MATERIAL PROVIDED →
###

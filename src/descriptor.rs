//! Array descriptors exchanged with compiled code.
//!
//! The layout is `#[repr(C)]` and versioned through [`DType::version`]. A
//! descriptor may live inside coarray memory (components of derived types),
//! so every access to one that the runtime does not own goes through
//! [`Descriptor::load`] / [`Descriptor::store`], which tolerate unaligned
//! storage.

use std::fmt;
use std::ptr;

use crate::runtime::error::{CafError, CafResult};

pub const MAX_DIMENSIONS: usize = 15;
pub const DESCRIPTOR_VERSION: i32 = 1;

#[derive(Debug, Clone, Copy, PartialEq, Eq, Hash)]
pub enum TypeTag {
    Integer,
    Logical,
    Real,
    Complex,
    Derived,
    Character,
}

impl TypeTag {
    pub const fn code(self) -> i8 {
        match self {
            TypeTag::Integer => 1,
            TypeTag::Logical => 2,
            TypeTag::Real => 3,
            TypeTag::Complex => 4,
            TypeTag::Derived => 5,
            TypeTag::Character => 6,
        }
    }

    pub fn from_code(code: i8) -> Option<Self> {
        Some(match code {
            1 => TypeTag::Integer,
            2 => TypeTag::Logical,
            3 => TypeTag::Real,
            4 => TypeTag::Complex,
            5 => TypeTag::Derived,
            6 => TypeTag::Character,
            _ => return None,
        })
    }

    pub fn name(self) -> &'static str {
        match self {
            TypeTag::Integer => "integer",
            TypeTag::Logical => "logical",
            TypeTag::Real => "real",
            TypeTag::Complex => "complex",
            TypeTag::Derived => "derived",
            TypeTag::Character => "character",
        }
    }
}

/// Element type of an array: base type plus kind.
#[derive(Debug, Clone, Copy, PartialEq, Eq, Hash)]
pub struct ElementType {
    pub tag: TypeTag,
    pub kind: i32,
}

impl ElementType {
    pub const fn new(tag: TypeTag, kind: i32) -> Self {
        Self { tag, kind }
    }

    pub const fn integer(kind: i32) -> Self {
        Self::new(TypeTag::Integer, kind)
    }

    pub const fn logical(kind: i32) -> Self {
        Self::new(TypeTag::Logical, kind)
    }

    pub const fn real(kind: i32) -> Self {
        Self::new(TypeTag::Real, kind)
    }

    pub const fn complex(kind: i32) -> Self {
        Self::new(TypeTag::Complex, kind)
    }

    pub const fn character(kind: i32) -> Self {
        Self::new(TypeTag::Character, kind)
    }

    pub const fn derived() -> Self {
        Self::new(TypeTag::Derived, 0)
    }

    /// Builds an element type from the raw codes carried over the ABI.
    pub fn from_raw(type_code: i32, kind: i32) -> CafResult<Self> {
        i8::try_from(type_code)
            .ok()
            .and_then(TypeTag::from_code)
            .map(|tag| Self::new(tag, kind))
            .ok_or(CafError::UnknownType { code: type_code })
    }
}

impl fmt::Display for ElementType {
    fn fmt(&self, f: &mut fmt::Formatter<'_>) -> fmt::Result {
        write!(f, "{}(kind={})", self.tag.name(), self.kind)
    }
}

#[repr(C)]
#[derive(Debug, Clone, Copy, Default, PartialEq, Eq)]
pub struct DType {
    pub elem_len: usize,
    pub version: i32,
    pub rank: i8,
    pub type_code: i8,
    pub kind: i8,
    pub attribute: i8,
}

#[repr(C)]
#[derive(Debug, Clone, Copy, Default, PartialEq, Eq)]
pub struct Dimension {
    /// Distance between consecutive elements, in elements.
    pub stride: isize,
    pub lower_bound: isize,
    pub upper_bound: isize,
}

impl Dimension {
    pub const fn new(lower_bound: isize, upper_bound: isize, stride: isize) -> Self {
        Self {
            stride,
            lower_bound,
            upper_bound,
        }
    }

    /// Number of indices in the dimension; zero or negative means empty.
    pub const fn extent(&self) -> isize {
        self.upper_bound - self.lower_bound + 1
    }
}

#[repr(C)]
#[derive(Debug, Clone, Copy)]
pub struct Descriptor {
    pub base_addr: *mut u8,
    pub offset: isize,
    pub dtype: DType,
    pub span: isize,
    pub dim: [Dimension; MAX_DIMENSIONS],
}

impl Descriptor {
    /// Descriptor of a single element at `base_addr`.
    pub fn scalar(ty: ElementType, elem_len: usize, base_addr: *mut u8) -> Self {
        Self::with_rank(ty, elem_len, base_addr, 0)
    }

    /// Contiguous column-major array over `bounds` (lower, upper) pairs.
    pub fn array(
        ty: ElementType,
        elem_len: usize,
        base_addr: *mut u8,
        bounds: &[(isize, isize)],
    ) -> CafResult<Self> {
        if bounds.len() > MAX_DIMENSIONS {
            return Err(CafError::RankOutOfRange {
                rank: bounds.len(),
                max: MAX_DIMENSIONS,
            });
        }
        let mut desc = Self::with_rank(ty, elem_len, base_addr, bounds.len());
        let mut stride = 1isize;
        for (d, &(lower, upper)) in bounds.iter().enumerate() {
            desc.dim[d] = Dimension::new(lower, upper, stride);
            stride *= (upper - lower + 1).max(0);
        }
        Ok(desc)
    }

    /// Descriptor with no storage yet; extents are filled in on allocation.
    pub fn unallocated(ty: ElementType, elem_len: usize, rank: usize) -> Self {
        Self::with_rank(ty, elem_len, ptr::null_mut(), rank.min(MAX_DIMENSIONS))
    }

    fn with_rank(ty: ElementType, elem_len: usize, base_addr: *mut u8, rank: usize) -> Self {
        Self {
            base_addr,
            offset: 0,
            dtype: DType {
                elem_len,
                version: DESCRIPTOR_VERSION,
                rank: rank as i8,
                type_code: ty.tag.code(),
                kind: ty.kind as i8,
                attribute: 0,
            },
            span: elem_len as isize,
            dim: [Dimension::default(); MAX_DIMENSIONS],
        }
    }

    pub fn rank(&self) -> usize {
        (self.dtype.rank.max(0) as usize).min(MAX_DIMENSIONS)
    }

    pub fn elem_len(&self) -> usize {
        self.dtype.elem_len
    }

    pub fn is_allocated(&self) -> bool {
        !self.base_addr.is_null()
    }

    pub fn dims(&self) -> &[Dimension] {
        &self.dim[..self.rank()]
    }

    pub fn extent(&self, dim: usize) -> isize {
        self.dim[dim].extent()
    }

    pub fn element_type(&self) -> CafResult<ElementType> {
        TypeTag::from_code(self.dtype.type_code)
            .map(|tag| ElementType::new(tag, i32::from(self.dtype.kind)))
            .ok_or(CafError::UnknownType {
                code: i32::from(self.dtype.type_code),
            })
    }

    pub fn set_element_type(&mut self, ty: ElementType) {
        self.dtype.type_code = ty.tag.code();
        self.dtype.kind = ty.kind as i8;
    }

    pub fn set_dimension(&mut self, dim: usize, lower_bound: isize, upper_bound: isize, stride: isize) {
        self.dim[dim] = Dimension::new(lower_bound, upper_bound, stride);
    }

    /// Total elements; a rank-0 descriptor holds one, any empty dimension
    /// makes the whole array empty.
    pub fn element_count(&self) -> usize {
        self.dims().iter().fold(1usize, |count, dim| {
            let extent = dim.extent();
            if extent <= 0 {
                0
            } else {
                count.saturating_mul(extent as usize)
            }
        })
    }

    /// Offset in elements of the `linear`-th element in column-major order.
    pub fn element_offset(&self, linear: usize) -> isize {
        let mut remainder = linear as isize;
        let mut offset = 0;
        for dim in self.dims() {
            let extent = dim.extent().max(1);
            offset += (remainder % extent) * dim.stride;
            remainder /= extent;
        }
        offset
    }

    /// Reads a descriptor stored at `ptr`.
    ///
    /// # Safety
    /// `ptr` must point to `size_of::<Descriptor>()` readable bytes.
    pub unsafe fn load(ptr: *const Descriptor) -> Descriptor {
        unsafe { ptr::read_unaligned(ptr) }
    }

    /// Writes this descriptor to `ptr`.
    ///
    /// # Safety
    /// `ptr` must point to `size_of::<Descriptor>()` writable bytes.
    pub unsafe fn store(&self, ptr: *mut Descriptor) {
        unsafe { ptr::write_unaligned(ptr, *self) }
    }
}

#[cfg(test)]
mod tests {
    use super::*;

    #[test]
    fn array_strides_are_column_major() {
        let desc =
            Descriptor::array(ElementType::integer(4), 4, ptr::null_mut(), &[(1, 3), (0, 3)])
                .unwrap();
        assert_eq!(desc.rank(), 2);
        assert_eq!(desc.dim[0].stride, 1);
        assert_eq!(desc.dim[1].stride, 3);
        assert_eq!(desc.element_count(), 12);
        assert_eq!(desc.element_offset(4), 1 + 3);
        assert_eq!(desc.element_offset(11), 2 + 9);
    }

    #[test]
    fn empty_dimension_means_no_elements() {
        let desc =
            Descriptor::array(ElementType::real(8), 8, ptr::null_mut(), &[(1, 4), (3, 2)]).unwrap();
        assert_eq!(desc.element_count(), 0);
        let scalar = Descriptor::scalar(ElementType::real(8), 8, ptr::null_mut());
        assert_eq!(scalar.element_count(), 1);
    }

    #[test]
    fn unknown_type_code_is_reported() {
        let mut desc = Descriptor::scalar(ElementType::integer(4), 4, ptr::null_mut());
        desc.dtype.type_code = 42;
        assert!(matches!(
            desc.element_type(),
            Err(CafError::UnknownType { code: 42 })
        ));
    }

    #[test]
    fn descriptors_survive_unaligned_storage() {
        let desc =
            Descriptor::array(ElementType::character(4), 12, ptr::null_mut(), &[(2, 9)]).unwrap();
        let mut buffer = vec![0u8; std::mem::size_of::<Descriptor>() + 1];
        unsafe {
            let slot = buffer.as_mut_ptr().add(1) as *mut Descriptor;
            desc.store(slot);
            let back = Descriptor::load(slot);
            assert_eq!(back.dtype, desc.dtype);
            assert_eq!(back.dims(), desc.dims());
        }
    }
}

###

ABOUT THIS EXERCISE → In the material above, find the line containing "pub const fn real(kind: i32)" and the line containing "pub struct Dimension", then write out exactly those two lines and every line between them, and nothing more.

ANSWER SECTION →
    pub const fn real(kind: i32) -> Self {
        Self::new(TypeTag::Real, kind)
    }

    pub const fn complex(kind: i32) -> Self {
        Self::new(TypeTag::Complex, kind)
    }

    pub const fn character(kind: i32) -> Self {
        Self::new(TypeTag::Character, kind)
    }

    pub const fn derived() -> Self {
        Self::new(TypeTag::Derived, 0)
    }

    /// Builds an element type from the raw codes carried over the ABI.
    pub fn from_raw(type_code: i32, kind: i32) -> CafResult<Self> {
        i8::try_from(type_code)
            .ok()
            .and_then(TypeTag::from_code)
            .map(|tag| Self::new(tag, kind))
            .ok_or(CafError::UnknownType { code: type_code })
    }
}

impl fmt::Display for ElementType {
    fn fmt(&self, f: &mut fmt::Formatter<'_>) -> fmt::Result {
        write!(f, "{}(kind={})", self.tag.name(), self.kind)
    }
}

#[repr(C)]
#[derive(Debug, Clone, Copy, Default, PartialEq, Eq)]
pub struct DType {
    pub elem_len: usize,
    pub version: i32,
    pub rank: i8,
    pub type_code: i8,
    pub kind: i8,
    pub attribute: i8,
}

#[repr(C)]
#[derive(Debug, Clone, Copy, Default, PartialEq, Eq)]
pub struct Dimension {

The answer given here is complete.